Pace didn't have to start his career in New Orleans. He was touring the country as a member of a comedy juggling trio when the life of a stand-up comic beckoned. "A friend of mine persuaded me to do stand-up. Of course, it was always a dream, and I did okay. And once I had done okay, I was like, 'I have to try it.' So I would tour with the show, but then the people in the show - we would all do stand-up. We'd be in a town and we would go to the open mics there. So I got to do that all over the country." The more open mics he performed, the more he wanted to do. He began "transitioning" (as he put it) about four years ago out of a life of juggling into one of standing on empty stages holding a microphone.

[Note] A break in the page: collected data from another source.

// Copyright 2025 eraflo
//
// Licensed under the Apache License, Version 2.0 (the "License");
// you may not use this file except in compliance with the License.
// You may obtain a copy of the License at
//
//     http://www.apache.org/licenses/LICENSE-2.0
//
// Unless required by applicable law or agreed to in writing, software
// distributed under the License is distributed on an "AS IS" BASIS,
// WITHOUT WARRANTIES OR CONDITIONS OF ANY KIND, either express or implied.
// See the License for the specific language governing permissions and
// limitations under the License.

//! A long-lived execution unit with a single-slot task handoff.
//!
//! ## State machine
//!
//! ```text
//!            assign              task finished
//!   +------+ ------> +------+ ----------------> +------+
//!   | Idle |         | Busy |                   | Idle | ...
//!   +------+ <------ +------+                   +------+
//!      |    rollback                               |
//!      | close                                     | close
//!      v                                           v
//!   +----------+                             +----------+
//!   | Shutdown |                             | Shutdown |
//!   +----------+                             +----------+
//! ```
//!
//! A worker is reserved with a compare-and-set on its busy flag, then receives
//! the task through a bounded channel of capacity one. Shutdown closes that
//! channel; the worker loop still drains a task already sitting in the slot
//! before it sees the disconnect and exits.

use crate::error::{PoolError, PoolResult};
use crate::report::WorkerSnapshot;
use crate::{Task, TaskOutcome};
use crossbeam_channel::{Receiver, Sender, TrySendError};
use parking_lot::Mutex;
use std::any::Any;
use std::panic::{self, AssertUnwindSafe};
use std::sync::atomic::{AtomicBool, AtomicU64, Ordering};
use std::sync::Arc;
use std::thread::{self, JoinHandle};
use std::time::{Duration, Instant};

/// Called by the worker thread once a task finished and the worker is idle
/// again. Receives the worker's fatigue as of that moment.
pub(crate) type Completion = Box<dyn FnOnce(f64) + Send + 'static>;

/// A task plus the hook the pool uses to learn it finished.
pub(crate) struct Job {
    task: Task,
    on_complete: Option<Completion>,
}

impl Job {
    pub(crate) fn new(task: Task, on_complete: Completion) -> Self {
        Self {
            task,
            on_complete: Some(on_complete),
        }
    }

    /// Gives the task back so it can be offered to another worker.
    pub(crate) fn into_task(self) -> Task {
        self.task
    }
}

/// A hand-off the worker refused, with the job returned to the caller.
pub(crate) struct Rejected {
    pub(crate) error: PoolError,
    pub(crate) job: Job,
}

/// State shared between the [`PoolWorker`] handle and its thread.
#[derive(Debug)]
struct WorkerState {
    id: usize,
    fatigue_multiplier: f64,
    alive: AtomicBool,
    busy: AtomicBool,
    time_used_ns: AtomicU64,
    time_idle_ns: AtomicU64,
    /// Start of the current idle interval; `None` while busy.
    idle_since: Mutex<Option<Instant>>,
    tasks_completed: AtomicU64,
    tasks_failed: AtomicU64,
}

impl WorkerState {
    fn new(id: usize, fatigue_multiplier: f64) -> Self {
        Self {
            id,
            fatigue_multiplier,
            alive: AtomicBool::new(true),
            busy: AtomicBool::new(false),
            time_used_ns: AtomicU64::new(0),
            time_idle_ns: AtomicU64::new(0),
            idle_since: Mutex::new(Some(Instant::now())),
            tasks_completed: AtomicU64::new(0),
            tasks_failed: AtomicU64::new(0),
        }
    }

    fn fatigue(&self) -> f64 {
        self.fatigue_multiplier * self.time_used_ns.load(Ordering::Acquire) as f64
    }

    /// Ends the open idle interval, if any, and adds it to the idle total.
    fn close_idle_interval(&self, now: Instant) {
        if let Some(since) = self.idle_since.lock().take() {
            let idle = now.saturating_duration_since(since);
            self.time_idle_ns
                .fetch_add(duration_ns(idle), Ordering::AcqRel);
        }
    }

    fn execute(&self, job: Job) {
        let Job { task, on_complete } = job;

        let start = Instant::now();
        let outcome = panic::catch_unwind(AssertUnwindSafe(task));
        let end = Instant::now();
        self.time_used_ns
            .fetch_add(duration_ns(end - start), Ordering::AcqRel);

        self.record_outcome(outcome);

        *self.idle_since.lock() = Some(end);
        self.busy.store(false, Ordering::Release);

        if let Some(on_complete) = on_complete {
            on_complete(self.fatigue());
        }
    }

    // Failures stop here. The submitter has no channel to observe them.
    fn record_outcome(&self, outcome: Result<TaskOutcome, Box<dyn Any + Send>>) {
        match outcome {
            Ok(Ok(())) => {
                self.tasks_completed.fetch_add(1, Ordering::Relaxed);
            }
            Ok(Err(e)) => {
                self.tasks_failed.fetch_add(1, Ordering::Relaxed);
                log::warn!("Worker {}: task failed: {e}", self.id);
            }
            Err(payload) => {
                self.tasks_failed.fetch_add(1, Ordering::Relaxed);
                log::warn!(
                    "Worker {}: task panicked: {}",
                    self.id,
                    panic_message(payload.as_ref())
                );
            }
        }
    }
}

/// One worker thread of a [`FatiguePool`](crate::FatiguePool).
///
/// Owns the sending half of the handoff channel and the join handle of the
/// thread running the execution loop.
pub struct PoolWorker {
    state: Arc<WorkerState>,
    /// `None` once the worker has been shut down.
    handoff: Mutex<Option<Sender<Job>>>,
    handle: Mutex<Option<JoinHandle<()>>>,
}

impl PoolWorker {
    /// Starts a worker thread named `thread_name`. The worker begins idle.
    pub fn spawn(id: usize, fatigue_multiplier: f64, thread_name: String) -> PoolResult<Self> {
        let (tx, rx) = crossbeam_channel::bounded(1);
        let state = Arc::new(WorkerState::new(id, fatigue_multiplier));

        let thread_state = Arc::clone(&state);
        let handle = thread::Builder::new()
            .name(thread_name)
            .spawn(move || run_loop(thread_state, rx))
            .map_err(PoolError::Spawn)?;

        log::debug!("Worker {id} spawned (fatigue multiplier {fatigue_multiplier:.2})");

        Ok(Self {
            state,
            handoff: Mutex::new(Some(tx)),
            handle: Mutex::new(Some(handle)),
        })
    }

    /// Returns the worker's index in its pool.
    pub fn id(&self) -> usize {
        self.state.id
    }

    /// Returns the multiplier applied to execution time to obtain fatigue.
    pub fn fatigue_multiplier(&self) -> f64 {
        self.state.fatigue_multiplier
    }

    /// Returns `fatigue_multiplier × time_used`, in nanoseconds.
    ///
    /// This is a placement cost, not a measure of wall-clock weariness.
    pub fn fatigue(&self) -> f64 {
        self.state.fatigue()
    }

    /// Returns true while the worker is reserved or executing a task.
    pub fn is_busy(&self) -> bool {
        self.state.busy.load(Ordering::Acquire)
    }

    /// Returns false once [`shutdown`](Self::shutdown) has been called.
    pub fn is_alive(&self) -> bool {
        self.state.alive.load(Ordering::Acquire)
    }

    /// Returns true while the worker thread has not terminated.
    pub fn is_running(&self) -> bool {
        self.handle
            .lock()
            .as_ref()
            .is_some_and(|handle| !handle.is_finished())
    }

    /// Cumulative time spent executing tasks.
    pub fn time_used(&self) -> Duration {
        Duration::from_nanos(self.state.time_used_ns.load(Ordering::Acquire))
    }

    /// Cumulative time spent in closed idle intervals.
    pub fn time_idle(&self) -> Duration {
        Duration::from_nanos(self.state.time_idle_ns.load(Ordering::Acquire))
    }

    /// Hands `task` to this worker without blocking.
    ///
    /// # Errors
    ///
    /// - [`PoolError::WorkerBusy`] if the worker is already reserved or its
    ///   handoff slot is occupied.
    /// - [`PoolError::WorkerStopped`] if the worker has been shut down.
    pub fn assign<F>(&self, task: F) -> PoolResult<()>
    where
        F: FnOnce() -> TaskOutcome + Send + 'static,
    {
        let job = Job {
            task: Box::new(task),
            on_complete: None,
        };
        self.dispatch(job).map_err(|rejected| rejected.error)
    }

    /// Reserves the worker and places `job` in the handoff slot. On failure the
    /// reservation is rolled back and the job is returned.
    pub(crate) fn dispatch(&self, job: Job) -> Result<(), Rejected> {
        let id = self.state.id;

        if self
            .state
            .busy
            .compare_exchange(false, true, Ordering::AcqRel, Ordering::Acquire)
            .is_err()
        {
            return Err(Rejected {
                error: PoolError::WorkerBusy(id),
                job,
            });
        }

        if !self.is_alive() {
            self.state.busy.store(false, Ordering::Release);
            return Err(Rejected {
                error: PoolError::WorkerStopped(id),
                job,
            });
        }

        let now = Instant::now();
        self.state.close_idle_interval(now);

        let handoff = self.handoff.lock();
        let sent = match handoff.as_ref() {
            Some(sender) => sender.try_send(job),
            None => Err(TrySendError::Disconnected(job)),
        };
        drop(handoff);

        sent.map_err(|err| {
            // Roll back so the caller can try someone else.
            self.state.busy.store(false, Ordering::Release);
            let mut idle_since = self.state.idle_since.lock();
            if idle_since.is_none() {
                *idle_since = Some(now);
            }
            drop(idle_since);

            match err {
                TrySendError::Full(job) => Rejected {
                    error: PoolError::WorkerBusy(id),
                    job,
                },
                TrySendError::Disconnected(job) => Rejected {
                    error: PoolError::WorkerStopped(id),
                    job,
                },
            }
        })
    }

    /// Asks the worker to stop after any task already handed to it.
    ///
    /// Idempotent and non-blocking. Closing the handoff is the stop signal.
    pub fn shutdown(&self) {
        if !self.state.alive.swap(false, Ordering::AcqRel) {
            return;
        }
        let sender = self.handoff.lock().take();
        drop(sender);
    }

    /// Waits for the worker thread to terminate. Returns immediately if it was
    /// already joined.
    pub fn join(&self) {
        let handle = self.handle.lock().take();
        if let Some(handle) = handle {
            if handle.join().is_err() {
                log::error!("Worker {}: thread panicked", self.state.id);
            }
        }
    }

    /// Captures the worker's counters for a report.
    pub fn snapshot(&self) -> WorkerSnapshot {
        WorkerSnapshot {
            id: self.id(),
            fatigue_multiplier: self.fatigue_multiplier(),
            busy: self.is_busy(),
            alive: self.is_alive(),
            time_used: self.time_used(),
            time_idle: self.time_idle(),
            fatigue: self.fatigue(),
            tasks_completed: self.state.tasks_completed.load(Ordering::Relaxed),
            tasks_failed: self.state.tasks_failed.load(Ordering::Relaxed),
        }
    }
}

impl Drop for PoolWorker {
    fn drop(&mut self) {
        self.shutdown();
        self.join();
    }
}

impl std::fmt::Debug for PoolWorker {
    fn fmt(&self, f: &mut std::fmt::Formatter<'_>) -> std::fmt::Result {
        f.debug_struct("PoolWorker")
            .field("id", &self.state.id)
            .field("busy", &self.is_busy())
            .field("alive", &self.is_alive())
            .field("fatigue", &self.fatigue())
            .finish()
    }
}

fn run_loop(state: Arc<WorkerState>, handoff: Receiver<Job>) {
    log::debug!("Worker {} started", state.id);

    // Ends once the sender is dropped and the slot is empty.
    while let Ok(job) = handoff.recv() {
        state.execute(job);
    }

    state.close_idle_interval(Instant::now());
    state.busy.store(false, Ordering::Release);
    log::debug!("Worker {} stopped", state.id);
}

fn duration_ns(duration: Duration) -> u64 {
    u64::try_from(duration.as_nanos()).unwrap_or(u64::MAX)
}

fn panic_message(payload: &(dyn Any + Send)) -> &str {
    if let Some(msg) = payload.downcast_ref::<&'static str>() {
        msg
    } else if let Some(msg) = payload.downcast_ref::<String>() {
        msg.as_str()
    } else {
        "non-string panic payload"
    }
}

"I had lived in New Orleans when I was off the road, but had never connected the dots of comedy." Yet when the Maryland native considered New Orleans, the fit was right. Pace liked that the comedy scene had a cooperative air, as opposed to locations where warring comedy clubs forced comics to join a side. "I like people putting on shows," he notes, referring to the open mic or comedy nights that bars and pubs host practically every night of the week. Pace performs anywhere from two to four nights per week in New Orleans. About half are open mics; the rest paid appearances. "I've done well enough that people trust me to put me on their shows."

Of course, the people Pace shares the comedy scene with make it hospital for him. He observes, "You don't have to have an extra layers of 'Are you tough enough?' or 'Are you cool enough?'" Given how much he enjoyed his life juggling on the road, a more vexing environment wouldn't have suited him. "You wouldn't believe the bliss of ten years making your living as a touring juggler with your two best friends from high school. That was my life." The show was "personality-based, and conversation-based, and improv-based, and I just got to figure who I was on stage and what was funny to me and how I could be funny." Why juggling? "It was the only athletics I could qualify for," he responds.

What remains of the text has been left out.